Barnet Council’s planning committee voted on Monday (4 March) in favour of the practice’s designs for 97 homes, with 50 per cent affordable, on a curved site which runs parallel to the North Circular Road in Finchley.

The 0.58ha plot, owned by Transport for London, has stood empty, unused and boarded up for two decades until it was brought forward for development as part of the Mayor of London’s Small Sites, Small Builders programme.

Peter Barber Architects’ Beechwood Mews proposal is for a pedestrianised public mews running east-west along the length of the site, connecting Beechwood Avenue to Edge Hill Avenue, with two terraces of buildings on either side of the street. 

The homes will include red-brick maisonettes, courtyard houses and apartments with the majority of homes having private front doors on to the mews.

The scheme for developer Kuropatwa, which also includes a coffee shop and a corner shop, draws on the practice’s ‘street-based’ approach to housing seen in projects such as Moray Mews in Finsbury Park, and Colony Mews in Islington.

Peter Barber Architects director and project lead Phil Hamilton told the AJ that despite the challenges posed by the proximity of the major road next to the site, the final scheme was some of the practice’s best work.

APPROVED: Peter Barber Architects' designs for Beechwood Avenue mews in Barnet

APPROVED: Peter Barber Architects’ designs for Beechwood Avenue mews in Barnet

APPROVED: Peter Barber Architects’ designs for Beechwood Avenue mews in Barnet

Among the affordable units there is a good mix [of tenures], which will be pepper-potted around the development,’ he said. ‘Almost everyone has their own front door which we believe will mean people are more likely to engage with their neighbours.’

The process of working on the Mayor’s Small Sites programme had been ‘incredibly quick’, he said, adding that the inclusion of a contractual commitment to 50 per cent affordable had simplified the procurement process.

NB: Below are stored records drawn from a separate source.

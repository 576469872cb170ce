use crate::config::types::{Config, CrawlerConfig, FetcherConfig, FilterEntry, UserAgentConfig};
use crate::ConfigError;
use regex::RegexBuilder;
use url::Url;

/// Validates the entire configuration
pub fn validate(config: &Config) -> Result<(), ConfigError> {
    validate_crawler_config(&config.crawler)?;
    validate_user_agent_config(&config.user_agent)?;
    validate_fetcher_config(&config.fetcher)?;
    validate_filters("url-filters", &config.url_filters)?;
    validate_filters("header-filters", &config.header_filters)?;
    validate_filters("document-filters", &config.document_filters)?;
    Ok(())
}

/// Validates crawler configuration
fn validate_crawler_config(config: &CrawlerConfig) -> Result<(), ConfigError> {
    if config.id.trim().is_empty() {
        return Err(ConfigError::Validation("crawler id cannot be empty".to_string()));
    }

    if config.start_urls.is_empty() {
        return Err(ConfigError::Validation(
            "at least one start URL is required".to_string(),
        ));
    }

    for start_url in &config.start_urls {
        let url = Url::parse(start_url).map_err(|e| {
            ConfigError::InvalidUrl(format!("Invalid start URL '{}': {}", start_url, e))
        })?;

        if url.scheme() != "http" && url.scheme() != "https" {
            return Err(ConfigError::InvalidUrl(format!(
                "Start URL '{}' must use HTTP or HTTPS",
                start_url
            )));
        }
    }

    if config.num_threads < 1 || config.num_threads > 256 {
        return Err(ConfigError::Validation(format!(
            "num_threads must be between 1 and 256, got {}",
            config.num_threads
        )));
    }

    if config.max_depth < -1 {
        return Err(ConfigError::Validation(format!(
            "max_depth must be -1 (unlimited) or >= 0, got {}",
            config.max_depth
        )));
    }

    if config.max_urls < -1 {
        return Err(ConfigError::Validation(format!(
            "max_urls must be -1 (unlimited) or >= 0, got {}",
            config.max_urls
        )));
    }

    Ok(())
}

/// Validates user agent configuration
fn validate_user_agent_config(config: &UserAgentConfig) -> Result<(), ConfigError> {
    // Alphanumeric + hyphens keeps the name usable as a robots.txt agent token
    if config.crawler_name.is_empty() {
        return Err(ConfigError::Validation(
            "crawler_name cannot be empty".to_string(),
        ));
    }

    if !config
        .crawler_name
        .chars()
        .all(|c| c.is_alphanumeric() || c == '-')
    {
        return Err(ConfigError::Validation(format!(
            "crawler_name must contain only alphanumeric characters and hyphens, got '{}'",
            config.crawler_name
        )));
    }

    Url::parse(&config.contact_url)
        .map_err(|e| ConfigError::InvalidUrl(format!("Invalid contact_url: {}", e)))?;

    validate_email(&config.contact_email)?;

    Ok(())
}

/// Validates fetcher configuration
fn validate_fetcher_config(config: &FetcherConfig) -> Result<(), ConfigError> {
    if config.timeout_secs == 0 || config.connect_timeout_secs == 0 {
        return Err(ConfigError::Validation(
            "fetcher timeouts must be greater than zero".to_string(),
        ));
    }

    for code in config
        .valid_status_codes
        .iter()
        .chain(config.not_found_status_codes.iter())
    {
        if !(100..=599).contains(code) {
            return Err(ConfigError::Validation(format!(
                "HTTP status code {} is out of range",
                code
            )));
        }
    }

    if let Some(code) = config
        .valid_status_codes
        .iter()
        .find(|code| config.not_found_status_codes.contains(code))
    {
        return Err(ConfigError::Validation(format!(
            "status code {} cannot be both valid and not-found",
            code
        )));
    }

    Ok(())
}

/// Validates that every filter pattern compiles
fn validate_filters(section: &str, filters: &[FilterEntry]) -> Result<(), ConfigError> {
    for entry in filters {
        RegexBuilder::new(&entry.pattern)
            .case_insensitive(!entry.case_sensitive)
            .build()
            .map_err(|e| {
                ConfigError::InvalidPattern(format!(
                    "{} pattern '{}' does not compile: {}",
                    section, entry.pattern, e
                ))
            })?;

        if let Some(field) = &entry.field {
            if field.trim().is_empty() {
                return Err(ConfigError::Validation(format!(
                    "{} field name cannot be blank",
                    section
                )));
            }
        }
    }
    Ok(())
}

/// Basic email validation
fn validate_email(email: &str) -> Result<(), ConfigError> {
    if email.is_empty() {
        return Err(ConfigError::Validation(
            "contact_email cannot be empty".to_string(),
        ));
    }

    let parts: Vec<&str> = email.split('@').collect();
    if parts.len() != 2 || parts[0].is_empty() || parts[1].is_empty() {
        return Err(ConfigError::Validation(format!(
            "Invalid email format: '{}'",
            email
        )));
    }

    if !parts[1].contains('.') {
        return Err(ConfigError::Validation(format!(
            "Invalid email domain: '{}'",
            email
        )));
    }

    Ok(())
}
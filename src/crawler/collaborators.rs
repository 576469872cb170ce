//! Interfaces of the components the pipelines hand documents to
//!
//! The importer transforms content, processors run around the import, and
//! the committer sends documents to their destination. They are application
//! edges, so they report failures as `anyhow::Error`.

use crate::crawler::document::{CrawlDocument, Metadata};
use crate::crawler::parser::parse_html;
use url::Url;

/// Transforms a fetched document before it is committed
pub trait Importer: Send + Sync {
    /// Returns `Ok(false)` to reject the document
    ///
    /// May rewrite `content` and add to `metadata`.
    fn import_document(
        &self,
        content: &mut Vec<u8>,
        content_type: Option<&str>,
        metadata: &mut Metadata,
        reference: &str,
    ) -> anyhow::Result<bool>;
}

/// Destination of crawled documents
///
/// Calls may be buffered; `commit` flushes whatever is pending.
pub trait Committer: Send + Sync {
    fn queue_add(&self, reference: &str, content: &[u8], metadata: &Metadata) -> anyhow::Result<()>;

    fn queue_remove(&self, reference: &str, metadata: &Metadata) -> anyhow::Result<()>;

    fn commit(&self) -> anyhow::Result<()>;
}

/// Hook run on a document just before or just after import
pub trait ImportProcessor: Send + Sync {
    fn process_document(&self, document: &mut CrawlDocument) -> anyhow::Result<()>;
}

/// Importer that accepts every document unchanged
///
/// HTML documents get their `<title>` recorded as `title` metadata.
#[derive(Debug, Clone, Default)]
pub struct PassthroughImporter;

impl Importer for PassthroughImporter {
    fn import_document(
        &self,
        content: &mut Vec<u8>,
        content_type: Option<&str>,
        metadata: &mut Metadata,
        reference: &str,
    ) -> anyhow::Result<bool> {
        if matches!(content_type, Some("text/html") | Some("application/xhtml+xml")) {
            let base = Url::parse(reference)?;
            let html = String::from_utf8_lossy(content);
            if let Some(title) = parse_html(&html, &base).title {
                metadata.set("title", title);
            }
        }
        Ok(true)
    }
}
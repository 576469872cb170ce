//! Storage traits and error types
//!
//! This module defines the trait interface for reference store backends and
//! associated error types.

use crate::state::{Partition, Reference, ReferenceStatus};
use crate::storage::{RunRecord, RunStatus};
use std::collections::BTreeMap;
use thiserror::Error;

/// Errors that can occur during storage operations
#[derive(Debug, Error)]
pub enum StorageError {
    #[error("SQLite error: {0}")]
    Sqlite(#[from] rusqlite::Error),

    #[error("Store is corrupt: {0}")]
    Corrupt(String),

    #[error("Store lock poisoned by a panicked worker")]
    Lock,
}

/// Result type for storage operations
pub type StorageResult<T> = Result<T, StorageError>;

/// Persistent store of every reference the crawler knows about
///
/// A reference is in exactly one of the QUEUED, ACTIVE and PROCESSED
/// partitions. The CACHED partition holds the previous run's processed
/// entries for incremental comparison.
///
/// Implementations synchronize internally and are shared by all workers.
/// Any error from a state-changing call is fatal to the run.
pub trait ReferenceStore: Send + Sync {
    // ===== Run Management =====

    /// Creates a new crawl run, returning its ID
    fn create_run(&self, config_hash: &str) -> StorageResult<i64>;

    /// Gets the most recent run
    fn latest_run(&self) -> StorageResult<Option<RunRecord>>;

    /// Records the final status of a run with a finish timestamp
    fn finish_run(&self, run_id: i64, status: RunStatus) -> StorageResult<()>;

    /// Prepares the partitions for a run
    ///
    /// On resume, ACTIVE entries from the interrupted run go back to QUEUED.
    /// On a fresh run, PROCESSED replaces CACHED and the live partitions and
    /// the sitemap memo are cleared.
    fn prepare_run(&self, resume: bool) -> StorageResult<()>;

    // ===== Partitions =====

    /// Queues a reference unless it is already queued, active or processed
    ///
    /// Re-queuing a URL that is still QUEUED keeps the smallest depth.
    /// Returns true when the reference was newly queued.
    fn queue(&self, reference: &Reference) -> StorageResult<bool>;

    /// Atomically moves one QUEUED reference to ACTIVE and returns it
    ///
    /// Shallower references are handed out first.
    fn next_queued(&self) -> StorageResult<Option<Reference>>;

    /// Moves a reference to PROCESSED and drops its CACHED entry
    ///
    /// Inserts the reference when it was never queued.
    fn mark_processed(&self, reference: &Reference) -> StorageResult<()>;

    /// Looks up the previous run's entry for a URL
    fn get_cached(&self, url: &str) -> StorageResult<Option<Reference>>;

    /// Looks up a reference in any live partition
    fn get_reference(&self, url: &str) -> StorageResult<Option<(Partition, Reference)>>;

    /// Returns the live partition a URL is in
    fn partition_of(&self, url: &str) -> StorageResult<Option<Partition>>;

    fn is_queued(&self, url: &str) -> StorageResult<bool> {
        Ok(self.partition_of(url)? == Some(Partition::Queued))
    }

    fn is_active(&self, url: &str) -> StorageResult<bool> {
        Ok(self.partition_of(url)? == Some(Partition::Active))
    }

    fn is_processed(&self, url: &str) -> StorageResult<bool> {
        Ok(self.partition_of(url)? == Some(Partition::Processed))
    }

    // ===== Counts =====

    /// Counts the references in a partition
    fn count(&self, partition: Partition) -> StorageResult<u64>;

    fn queue_size(&self) -> StorageResult<u64> {
        self.count(Partition::Queued)
    }

    fn active_count(&self) -> StorageResult<u64> {
        self.count(Partition::Active)
    }

    fn processed_count(&self) -> StorageResult<u64> {
        self.count(Partition::Processed)
    }

    fn cached_count(&self) -> StorageResult<u64> {
        self.count(Partition::Cached)
    }

    fn is_queue_empty(&self) -> StorageResult<bool> {
        Ok(self.queue_size()? == 0)
    }

    fn has_active_work(&self) -> StorageResult<bool> {
        Ok(self.active_count()? > 0)
    }

    /// Counts PROCESSED references per outcome
    fn processed_status_counts(&self) -> StorageResult<BTreeMap<ReferenceStatus, u64>>;

    /// Returns every CACHED reference, shallowest first
    fn cached_references(&self) -> StorageResult<Vec<Reference>>;

    // ===== Sitemap Memo =====

    fn is_sitemap_resolved(&self, url_root: &str) -> StorageResult<bool>;

    /// Marks a site root's sitemap as resolved for this run
    ///
    /// Returns true for the first caller only, so concurrent workers can
    /// use it to claim the resolution.
    fn mark_sitemap_resolved(&self, url_root: &str) -> StorageResult<bool>;
}
impl Crawler {
    pub fn builder(config: Config) -> CrawlerBuilder {
        CrawlerBuilder {
            config,
            config_hash: String::new(),
            store: None,
            fetcher: None,
            committer: None,
            importer: None,
            listeners: Vec::new(),
            pre_processors: Vec::new(),
            post_processors: Vec::new(),
        }
    }

    /// Creates a crawler with every default component
    pub fn new(config: Config) -> Result<Self> {
        Self::builder(config).build()
    }

    pub fn stop_handle(&self) -> StopHandle {
        StopHandle(Arc::clone(&self.ctx.stop))
    }

    pub fn store(&self) -> Arc<dyn ReferenceStore> {
        Arc::clone(&self.ctx.store)
    }

    fn crawler_id(&self) -> String {
        self.ctx.config.crawler.id.clone()
    }

    /// Runs one crawl to completion, stop or failure
    pub async fn run(&self, mode: RunMode) -> Result<CrawlSummary> {
        let store = &self.ctx.store;

        let latest = store.latest_run()?;
        if let Some(run) = &latest {
            if run.status == RunStatus::Running {
                tracing::warn!("Run {} did not finish, marking it interrupted", run.id);
                store.finish_run(run.id, RunStatus::Interrupted)?;
            }
        }
        let resume = match mode {
            RunMode::Fresh => false,
            RunMode::Resume => true,
            RunMode::Auto => latest
                .as_ref()
                .map(|run| run.status.is_resumable())
                .unwrap_or(false),
        };

        store.prepare_run(resume)?;
        let run_id = store.create_run(&self.config_hash)?;
        tracing::info!(
            crawler = %self.crawler_id(),
            run_id,
            resume,
            workers = self.ctx.config.crawler.num_threads,
            "Starting crawl run"
        );
        self.ctx.events.fire(CrawlerEvent::CrawlerStarted {
            crawler_id: self.crawler_id(),
            resumed: resume,
        });

        let outcome = self.execute(resume).await;
        let stopped = self.ctx.is_stopped();
        if stopped && outcome.is_ok() {
            self.ctx.events.fire(CrawlerEvent::CrawlerStopping {
                crawler_id: self.crawler_id(),
            });
        }

        // Flushed on every run, stopped ones included
        let committed = self.ctx.committer.commit();
        if let Err(e) = &committed {
            tracing::error!(error = %format!("{:#}", e), "Final commit failed");
        }

        let run_status = match (&outcome, &committed) {
            (Err(_), _) | (_, Err(_)) => RunStatus::Failed,
            _ if stopped => RunStatus::Interrupted,
            _ => RunStatus::Completed,
        };
        store.finish_run(run_id, run_status)?;
        outcome?;
        committed.map_err(|e| FrontierError::Committer(format!("{:#}", e)))?;

        if self.ctx.config.crawler.keep_downloads {
            match prune_empty_dirs(&self.ctx.config.crawler.downloads_dir()) {
                Ok(0) => {}
                Ok(removed) => tracing::debug!(removed, "Pruned empty download directories"),
                Err(e) => tracing::warn!(error = %e, "Could not prune download directories"),
            }
        }

        let stats = load_statistics(store.as_ref())?;
        log_statistics(&stats);

        let processed = self.ctx.processed();
        tracing::info!(run_id, status = run_status.to_db_string(), processed, "Crawl run finished");
        self.ctx.events.fire(CrawlerEvent::CrawlerFinished {
            crawler_id: self.crawler_id(),
            processed,
        });

        Ok(CrawlSummary {
            run_id,
            resumed: resume,
            stopped,
            processed,
            status_counts: stats.by_status,
        })
    }

    async fn execute(&self, resume: bool) -> Result<()> {
        if !resume || self.ctx.store.is_queue_empty()? {
            self.seed().await?;
        } else {
            tracing::info!(
                queued = self.ctx.store.queue_size()?,
                "Resuming with the existing frontier"
            );
        }

        self.drain().await?;

        if self.ctx.should_stop() {
            tracing::info!("Crawl ended early, skipping orphan handling");
            return Ok(());
        }
        self.handle_orphans().await
    }

    async fn seed(&self) -> Result<()> {
        let admission = UrlProcessor::new(&self.ctx);
        let mut queued = 0;
        for seed in &self.ctx.config.crawler.start_urls {
            match admission.process(Reference::new(seed.as_str(), 0), seed).await? {
                Admission::Queued => queued += 1,
                Admission::Known => {}
                Admission::Rejected(status) => {
                    tracing::warn!(url = %seed, %status, "Start URL was not admitted");
                }
            }
        }
        tracing::info!(queued, "Seeded frontier");
        Ok(())
    }

    /// Runs the worker pool until the frontier is exhausted or the crawl stops
    async fn drain(&self) -> Result<()> {
        let workers = self.ctx.config.crawler.num_threads.max(1);
        let mut handles = Vec::with_capacity(workers as usize);
        for worker_id in 0..workers {
            let ctx = Arc::clone(&self.ctx);
            handles.push(tokio::spawn(worker_loop(worker_id, ctx)));
        }

        let mut first_error = None;
        for handle in handles {
            let result = match handle.await {
                Ok(result) => result,
                Err(e) => {
                    self.ctx.request_stop();
                    Err(FrontierError::Worker(e.to_string()))
                }
            };
            if let Err(e) = result {
                first_error.get_or_insert(e);
            }
        }

        match first_error {
            Some(e) => Err(e),
            None => Ok(()),
        }
    }

    async fn handle_orphans(&self) -> Result<()> {
        let strategy = self.ctx.config.crawler.orphans_strategy;
        let orphans = self.ctx.store.cached_references()?;
        if orphans.is_empty() || strategy == OrphansStrategy::Ignore {
            return Ok(());
        }
        tracing::info!(count = orphans.len(), ?strategy, "Handling orphans");

        if strategy == OrphansStrategy::Process {
            let admission = UrlProcessor::new(&self.ctx);
            for orphan in &orphans {
                let mut candidate = Reference::new(orphan.url.as_str(), orphan.depth);
                candidate.sitemap_last_mod = orphan.sitemap_last_mod;
                candidate.sitemap_change_freq = orphan.sitemap_change_freq.clone();
                candidate.sitemap_priority = orphan.sitemap_priority;
                admission.process(candidate, &orphan.url).await?;
            }
            self.drain().await?;
            if self.ctx.should_stop() {
                return Ok(());
            }
        }

        self.delete_orphans()
    }

    /// Deletes every cached reference whose previous outcome was good
    fn delete_orphans(&self) -> Result<()> {
        let mut deleted = 0;
        for mut orphan in self.ctx.store.cached_references()? {
            if !orphan.has_good_status() {
                continue;
            }
            self.ctx.commit_removal(&orphan);
            orphan.status = Some(ReferenceStatus::Deleted);
            self.ctx.store.mark_processed(&orphan)?;
            self.ctx.record_outcome(ReferenceStatus::Deleted);
            self.ctx.events.fire(CrawlerEvent::Rejected {
                url: orphan.url,
                status: ReferenceStatus::Deleted,
                reason: "orphan",
            });
            deleted += 1;
        }
        if deleted > 0 {
            tracing::info!(deleted, "Deleted orphans");
        }
        Ok(())
    }
}
use crate::config::FilterEntry;
use crate::crawler::{CrawlDocument, Metadata};
use crate::filter::{DocumentFilter, HeadersFilter, OnMatch, OnMatchFilter, UrlFilter};
use crate::ConfigError;
use regex::{Regex, RegexBuilder};
use std::sync::Arc;

fn compile(entry: &FilterEntry) -> Result<Regex, ConfigError> {
    RegexBuilder::new(&entry.pattern)
        .case_insensitive(!entry.case_sensitive)
        .build()
        .map_err(|e| ConfigError::InvalidPattern(format!("'{}': {}", entry.pattern, e)))
}

/// Turns a raw match into the filter's accept answer
fn verdict(on_match: OnMatch, matched: bool) -> bool {
    match on_match {
        OnMatch::Include => matched,
        OnMatch::Exclude => !matched,
    }
}

/// Matches the whole URL against a regular expression
#[derive(Debug, Clone)]
pub struct RegexUrlFilter {
    regex: Regex,
    on_match: OnMatch,
}

impl RegexUrlFilter {
    pub fn new(regex: Regex, on_match: OnMatch) -> Self {
        Self { regex, on_match }
    }
}

impl OnMatchFilter for RegexUrlFilter {
    fn on_match(&self) -> OnMatch {
        self.on_match
    }
}

impl UrlFilter for RegexUrlFilter {
    fn accept_url(&self, url: &str) -> bool {
        verdict(self.on_match, self.regex.is_match(url))
    }
}

/// Matches header values against a regular expression
///
/// With a field, only the values of that header are tested. Without one,
/// every `Name: value` line is.
#[derive(Debug, Clone)]
pub struct RegexHeaderFilter {
    field: Option<String>,
    regex: Regex,
    on_match: OnMatch,
}

impl RegexHeaderFilter {
    pub fn new(field: Option<String>, regex: Regex, on_match: OnMatch) -> Self {
        Self {
            field,
            regex,
            on_match,
        }
    }
}

impl OnMatchFilter for RegexHeaderFilter {
    fn on_match(&self) -> OnMatch {
        self.on_match
    }
}

impl HeadersFilter for RegexHeaderFilter {
    fn accept_headers(&self, _url: &str, headers: &Metadata) -> bool {
        verdict(self.on_match, metadata_matches(&self.regex, self.field.as_deref(), headers))
    }
}

/// Matches document content, or one metadata field, against a regular expression
#[derive(Debug, Clone)]
pub struct RegexDocumentFilter {
    field: Option<String>,
    regex: Regex,
    on_match: OnMatch,
}

impl RegexDocumentFilter {
    pub fn new(field: Option<String>, regex: Regex, on_match: OnMatch) -> Self {
        Self {
            field,
            regex,
            on_match,
        }
    }
}

impl OnMatchFilter for RegexDocumentFilter {
    fn on_match(&self) -> OnMatch {
        self.on_match
    }
}

impl DocumentFilter for RegexDocumentFilter {
    fn accept_document(&self, document: &CrawlDocument) -> bool {
        let matched = match &self.field {
            Some(_) => metadata_matches(&self.regex, self.field.as_deref(), &document.metadata),
            None => self.regex.is_match(&String::from_utf8_lossy(&document.content)),
        };
        verdict(self.on_match, matched)
    }
}

fn metadata_matches(regex: &Regex, field: Option<&str>, metadata: &Metadata) -> bool {
    match field {
        Some(field) => metadata.get_all(field).iter().any(|v| regex.is_match(v)),
        None => metadata.iter().any(|(name, values)| {
            values
                .iter()
                .any(|v| regex.is_match(&format!("{}: {}", name, v)))
        }),
    }
}

/// Builds URL filters from configuration entries
pub fn build_url_filters(entries: &[FilterEntry]) -> Result<Vec<Arc<dyn UrlFilter>>, ConfigError> {
    entries
        .iter()
        .map(|entry| {
            Ok(Arc::new(RegexUrlFilter::new(compile(entry)?, entry.on_match)) as Arc<dyn UrlFilter>)
        })
        .collect()
}

/// Builds header filters from configuration entries
pub fn build_header_filters(
    entries: &[FilterEntry],
) -> Result<Vec<Arc<dyn HeadersFilter>>, ConfigError> {
    entries
        .iter()
        .map(|entry| {
            let filter = RegexHeaderFilter::new(entry.field.clone(), compile(entry)?, entry.on_match);
            Ok(Arc::new(filter) as Arc<dyn HeadersFilter>)
        })
        .collect()
}

/// Builds document filters from configuration entries
pub fn build_document_filters(
    entries: &[FilterEntry],
) -> Result<Vec<Arc<dyn DocumentFilter>>, ConfigError> {
    entries
        .iter()
        .map(|entry| {
            let filter =
                RegexDocumentFilter::new(entry.field.clone(), compile(entry)?, entry.on_match);
            Ok(Arc::new(filter) as Arc<dyn DocumentFilter>)
        })
        .collect()
}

‘We submitted the plans in just four months. I think it’s a success story; its happened very quickly and, as the 50 per cent affordable was in the contract, it gave the developers absolute clarity of exactly what they were bidding for.’

Peter Barber Architects was involved in the project from March 2018, developing the design with Kuropatwa for the bid submission. It was formally appointed by the developer in June once the bid had been awarded.

Transport for London released 10 small sites in February under the Mayor’s Small Sites, Small Builders pilot. Beechwood Mews is the first of these to receive planning permission.

The plots, located across seven different boroughs, were made available to small and medium-sized builders with two of the sites reserved for community-led housing groups. These sites in Lambeth and Tower Hamlets were won by London Community Land Trust (CLT).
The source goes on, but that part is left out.